• Requirement: From the records below, please repeat exactly the line that has "filename src/cli/mod.rs", the line that has "from a list", and every line between them, and nothing else.

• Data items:
------------------------------------------------------------
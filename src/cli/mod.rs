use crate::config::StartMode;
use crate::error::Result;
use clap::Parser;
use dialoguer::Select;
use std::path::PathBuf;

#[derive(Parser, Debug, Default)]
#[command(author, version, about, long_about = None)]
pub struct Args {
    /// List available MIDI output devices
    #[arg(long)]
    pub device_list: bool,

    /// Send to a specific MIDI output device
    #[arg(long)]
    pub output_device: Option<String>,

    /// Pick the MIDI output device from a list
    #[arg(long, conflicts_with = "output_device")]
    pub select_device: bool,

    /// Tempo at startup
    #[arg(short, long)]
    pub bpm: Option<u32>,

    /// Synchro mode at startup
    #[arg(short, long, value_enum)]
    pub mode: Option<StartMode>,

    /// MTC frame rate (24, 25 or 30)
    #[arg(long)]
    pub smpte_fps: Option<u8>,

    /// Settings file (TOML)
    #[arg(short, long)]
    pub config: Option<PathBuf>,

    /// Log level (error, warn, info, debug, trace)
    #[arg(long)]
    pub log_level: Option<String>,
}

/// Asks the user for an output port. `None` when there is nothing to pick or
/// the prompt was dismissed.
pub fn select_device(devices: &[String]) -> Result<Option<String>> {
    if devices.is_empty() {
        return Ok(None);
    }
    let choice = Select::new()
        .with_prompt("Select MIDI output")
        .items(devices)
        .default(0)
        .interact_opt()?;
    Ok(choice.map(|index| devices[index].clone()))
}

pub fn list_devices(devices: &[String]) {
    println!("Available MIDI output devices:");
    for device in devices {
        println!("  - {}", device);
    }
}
------------------------------------------------------------
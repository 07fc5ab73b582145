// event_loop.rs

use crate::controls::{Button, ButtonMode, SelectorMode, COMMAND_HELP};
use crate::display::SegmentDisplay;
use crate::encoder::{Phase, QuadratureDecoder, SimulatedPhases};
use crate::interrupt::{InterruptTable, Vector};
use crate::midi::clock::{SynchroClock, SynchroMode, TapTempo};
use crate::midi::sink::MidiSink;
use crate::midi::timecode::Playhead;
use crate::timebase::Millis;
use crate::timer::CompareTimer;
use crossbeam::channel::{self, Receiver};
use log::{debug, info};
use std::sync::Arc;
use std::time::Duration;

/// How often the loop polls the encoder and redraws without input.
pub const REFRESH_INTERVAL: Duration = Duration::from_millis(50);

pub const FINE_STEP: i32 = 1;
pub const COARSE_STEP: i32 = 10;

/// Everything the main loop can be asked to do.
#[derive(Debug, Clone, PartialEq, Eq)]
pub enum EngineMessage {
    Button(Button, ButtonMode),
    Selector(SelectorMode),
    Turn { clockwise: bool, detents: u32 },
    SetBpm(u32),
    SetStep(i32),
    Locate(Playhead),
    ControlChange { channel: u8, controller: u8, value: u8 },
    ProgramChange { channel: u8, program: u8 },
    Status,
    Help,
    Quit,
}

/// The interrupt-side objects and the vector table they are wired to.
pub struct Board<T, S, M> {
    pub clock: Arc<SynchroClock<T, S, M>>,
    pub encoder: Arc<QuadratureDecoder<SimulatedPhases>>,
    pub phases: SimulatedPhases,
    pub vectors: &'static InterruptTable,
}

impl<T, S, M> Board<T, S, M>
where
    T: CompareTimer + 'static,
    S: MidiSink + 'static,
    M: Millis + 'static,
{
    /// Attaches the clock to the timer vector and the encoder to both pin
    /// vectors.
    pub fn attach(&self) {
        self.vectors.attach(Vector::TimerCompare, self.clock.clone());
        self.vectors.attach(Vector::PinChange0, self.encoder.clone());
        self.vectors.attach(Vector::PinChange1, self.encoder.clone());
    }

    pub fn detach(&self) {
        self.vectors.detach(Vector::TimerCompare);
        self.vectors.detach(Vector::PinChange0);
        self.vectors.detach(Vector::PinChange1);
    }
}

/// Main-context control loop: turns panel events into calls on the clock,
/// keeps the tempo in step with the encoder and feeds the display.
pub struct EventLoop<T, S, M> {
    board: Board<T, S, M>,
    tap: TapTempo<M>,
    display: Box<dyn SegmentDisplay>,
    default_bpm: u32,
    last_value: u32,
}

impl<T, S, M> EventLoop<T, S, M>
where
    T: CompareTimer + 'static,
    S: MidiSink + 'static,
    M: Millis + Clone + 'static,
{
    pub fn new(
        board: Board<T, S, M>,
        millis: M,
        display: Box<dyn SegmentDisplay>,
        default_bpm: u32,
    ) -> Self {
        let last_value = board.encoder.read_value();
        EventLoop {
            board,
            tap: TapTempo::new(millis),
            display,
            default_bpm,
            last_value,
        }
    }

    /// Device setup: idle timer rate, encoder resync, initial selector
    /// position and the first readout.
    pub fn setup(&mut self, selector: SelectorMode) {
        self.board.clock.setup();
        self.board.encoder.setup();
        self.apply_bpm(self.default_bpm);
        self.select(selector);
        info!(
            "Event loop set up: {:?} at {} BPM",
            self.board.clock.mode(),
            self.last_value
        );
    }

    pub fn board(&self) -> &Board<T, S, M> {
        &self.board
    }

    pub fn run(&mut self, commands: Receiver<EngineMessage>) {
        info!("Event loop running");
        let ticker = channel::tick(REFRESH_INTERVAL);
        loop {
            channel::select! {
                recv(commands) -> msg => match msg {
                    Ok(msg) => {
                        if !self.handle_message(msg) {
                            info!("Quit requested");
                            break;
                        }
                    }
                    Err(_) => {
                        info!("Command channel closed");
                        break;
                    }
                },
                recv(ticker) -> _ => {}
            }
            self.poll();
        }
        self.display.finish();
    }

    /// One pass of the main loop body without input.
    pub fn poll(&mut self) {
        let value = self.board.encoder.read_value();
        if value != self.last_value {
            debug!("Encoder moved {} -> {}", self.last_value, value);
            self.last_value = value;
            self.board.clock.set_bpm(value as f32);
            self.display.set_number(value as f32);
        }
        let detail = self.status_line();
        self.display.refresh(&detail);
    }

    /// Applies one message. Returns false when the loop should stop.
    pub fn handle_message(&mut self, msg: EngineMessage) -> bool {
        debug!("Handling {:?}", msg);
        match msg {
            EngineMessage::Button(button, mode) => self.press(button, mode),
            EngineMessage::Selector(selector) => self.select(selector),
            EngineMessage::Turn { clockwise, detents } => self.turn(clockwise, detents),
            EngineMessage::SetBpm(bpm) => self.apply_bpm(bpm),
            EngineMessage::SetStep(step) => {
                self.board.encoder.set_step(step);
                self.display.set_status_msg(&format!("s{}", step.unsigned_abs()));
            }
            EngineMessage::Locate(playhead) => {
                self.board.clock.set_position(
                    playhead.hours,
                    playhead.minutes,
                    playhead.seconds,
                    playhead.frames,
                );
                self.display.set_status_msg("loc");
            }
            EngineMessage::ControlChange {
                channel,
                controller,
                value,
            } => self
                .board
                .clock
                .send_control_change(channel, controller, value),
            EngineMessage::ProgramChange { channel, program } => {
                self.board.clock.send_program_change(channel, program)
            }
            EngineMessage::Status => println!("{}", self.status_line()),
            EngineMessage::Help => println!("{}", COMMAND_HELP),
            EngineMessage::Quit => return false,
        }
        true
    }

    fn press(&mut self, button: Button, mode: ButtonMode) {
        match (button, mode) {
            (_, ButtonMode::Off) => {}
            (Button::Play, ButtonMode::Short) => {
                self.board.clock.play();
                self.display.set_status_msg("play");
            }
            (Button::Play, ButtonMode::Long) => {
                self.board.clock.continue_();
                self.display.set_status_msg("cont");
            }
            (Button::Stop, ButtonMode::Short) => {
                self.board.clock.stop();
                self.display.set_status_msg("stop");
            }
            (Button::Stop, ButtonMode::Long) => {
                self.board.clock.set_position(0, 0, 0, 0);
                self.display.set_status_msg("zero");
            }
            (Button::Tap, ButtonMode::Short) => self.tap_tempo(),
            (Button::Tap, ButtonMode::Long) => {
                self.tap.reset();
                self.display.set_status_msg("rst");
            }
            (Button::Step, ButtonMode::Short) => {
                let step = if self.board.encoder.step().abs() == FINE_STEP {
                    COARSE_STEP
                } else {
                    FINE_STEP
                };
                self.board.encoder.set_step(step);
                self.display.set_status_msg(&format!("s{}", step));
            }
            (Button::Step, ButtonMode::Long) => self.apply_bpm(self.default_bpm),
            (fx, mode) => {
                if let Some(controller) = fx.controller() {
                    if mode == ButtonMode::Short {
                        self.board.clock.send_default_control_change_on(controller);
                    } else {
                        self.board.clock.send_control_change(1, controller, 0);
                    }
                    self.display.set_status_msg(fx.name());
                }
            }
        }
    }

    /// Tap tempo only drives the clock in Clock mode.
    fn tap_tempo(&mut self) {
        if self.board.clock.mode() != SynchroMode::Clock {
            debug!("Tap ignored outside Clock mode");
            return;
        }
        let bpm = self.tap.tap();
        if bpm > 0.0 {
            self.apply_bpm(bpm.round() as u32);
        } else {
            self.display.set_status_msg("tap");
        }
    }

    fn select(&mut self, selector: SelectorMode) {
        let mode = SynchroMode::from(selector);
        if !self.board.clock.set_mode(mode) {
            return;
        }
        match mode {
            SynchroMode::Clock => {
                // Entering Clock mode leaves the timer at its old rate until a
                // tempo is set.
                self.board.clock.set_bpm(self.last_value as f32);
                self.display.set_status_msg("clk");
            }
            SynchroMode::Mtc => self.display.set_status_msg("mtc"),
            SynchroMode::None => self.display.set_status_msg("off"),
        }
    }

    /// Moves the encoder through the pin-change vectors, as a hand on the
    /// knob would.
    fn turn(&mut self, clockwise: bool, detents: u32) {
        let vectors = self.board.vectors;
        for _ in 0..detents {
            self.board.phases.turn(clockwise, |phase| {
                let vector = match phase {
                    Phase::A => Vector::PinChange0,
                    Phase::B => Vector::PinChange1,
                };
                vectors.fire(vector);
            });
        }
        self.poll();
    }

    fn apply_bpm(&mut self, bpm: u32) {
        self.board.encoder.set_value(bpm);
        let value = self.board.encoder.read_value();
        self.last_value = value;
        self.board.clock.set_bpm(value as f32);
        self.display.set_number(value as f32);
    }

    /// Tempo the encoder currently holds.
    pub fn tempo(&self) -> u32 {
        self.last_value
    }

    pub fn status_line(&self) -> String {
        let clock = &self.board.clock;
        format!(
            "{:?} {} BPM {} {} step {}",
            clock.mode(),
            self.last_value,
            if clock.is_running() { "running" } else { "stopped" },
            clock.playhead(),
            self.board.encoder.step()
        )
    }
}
------------------------------------------------------------
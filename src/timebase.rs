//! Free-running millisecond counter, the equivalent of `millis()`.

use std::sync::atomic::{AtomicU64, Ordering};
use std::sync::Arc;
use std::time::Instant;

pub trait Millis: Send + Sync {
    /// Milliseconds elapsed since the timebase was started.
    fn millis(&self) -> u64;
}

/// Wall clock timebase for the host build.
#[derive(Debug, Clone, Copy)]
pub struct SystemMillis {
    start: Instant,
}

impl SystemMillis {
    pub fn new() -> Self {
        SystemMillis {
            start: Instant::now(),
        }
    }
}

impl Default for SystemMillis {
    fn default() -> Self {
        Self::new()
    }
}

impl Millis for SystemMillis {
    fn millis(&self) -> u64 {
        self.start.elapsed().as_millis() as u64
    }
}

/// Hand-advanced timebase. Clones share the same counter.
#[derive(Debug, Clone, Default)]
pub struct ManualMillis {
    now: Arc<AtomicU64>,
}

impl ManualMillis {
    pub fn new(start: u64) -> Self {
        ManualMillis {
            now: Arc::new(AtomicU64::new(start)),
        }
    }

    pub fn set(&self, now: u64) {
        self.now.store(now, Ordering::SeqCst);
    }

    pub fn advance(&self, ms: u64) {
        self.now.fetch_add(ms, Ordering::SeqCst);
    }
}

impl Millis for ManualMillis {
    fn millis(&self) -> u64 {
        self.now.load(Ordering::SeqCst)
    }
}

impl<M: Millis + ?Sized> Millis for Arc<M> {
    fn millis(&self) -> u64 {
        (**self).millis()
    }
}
------------------------------------------------------------
• Answer for this exercise:
filename src/cli/mod.rs
use crate::config::StartMode;
use crate::error::Result;
use clap::Parser;
use dialoguer::Select;
use std::path::PathBuf;

#[derive(Parser, Debug, Default)]
#[command(author, version, about, long_about = None)]
pub struct Args {
    /// List available MIDI output devices
    #[arg(long)]
    pub device_list: bool,

    /// Send to a specific MIDI output device
    #[arg(long)]
    pub output_device: Option<String>,

    /// Pick the MIDI output device from a list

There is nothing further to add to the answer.